- _Task statement_
Where a line holds the word "Item", copy it from the records.

▽

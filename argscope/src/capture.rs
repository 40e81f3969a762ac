// SPDX-License-Identifier: MIT OR Apache-2.0
// Copyright (c) 2025 Gustavo Noronha Silva <gustavo@noronha.dev.br>

use std::path::Path;

use anyhow::{bail, Context as _};
use bytes::{Buf as _, Bytes};

/// Splits a capture file into its raw samples. Each record is a `u32`
/// little-endian length followed by that many bytes.
#[derive(Debug, Clone)]
pub struct CaptureRecords {
    data: Bytes,
    offset: usize,
}

impl CaptureRecords {
    pub fn new(data: Bytes) -> Self {
        CaptureRecords { data, offset: 0 }
    }

    pub async fn open(path: &Path) -> anyhow::Result<Self> {
        let data = tokio::fs::read(path)
            .await
            .with_context(|| format!("reading capture {}", path.display()))?;
        Ok(CaptureRecords::new(Bytes::from(data)))
    }
}

impl Iterator for CaptureRecords {
    type Item = anyhow::Result<Bytes>;

    fn next(&mut self) -> Option<Self::Item> {
        if self.data.is_empty() {
            return None;
        }

        let offset = self.offset;
        let result = (|| -> anyhow::Result<Bytes> {
            let Ok(len) = self.data.try_get_u32_le() else {
                bail!("capture offset {offset}: truncated record length");
            };
            let len = len as usize;
            if self.data.len() < len {
                bail!(
                    "capture offset {offset}: record of {len} bytes, only {} left",
                    self.data.len()
                );
            }
            self.offset += 4 + len;
            Ok(self.data.split_to(len))
        })();

        // Nothing after a broken record can be trusted.
        if result.is_err() {
            self.data.clear();
        }
        Some(result)
    }
}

△

- _Solution to the exercise_
    type Item = anyhow::Result<Bytes>;
    fn next(&mut self) -> Option<Self::Item> {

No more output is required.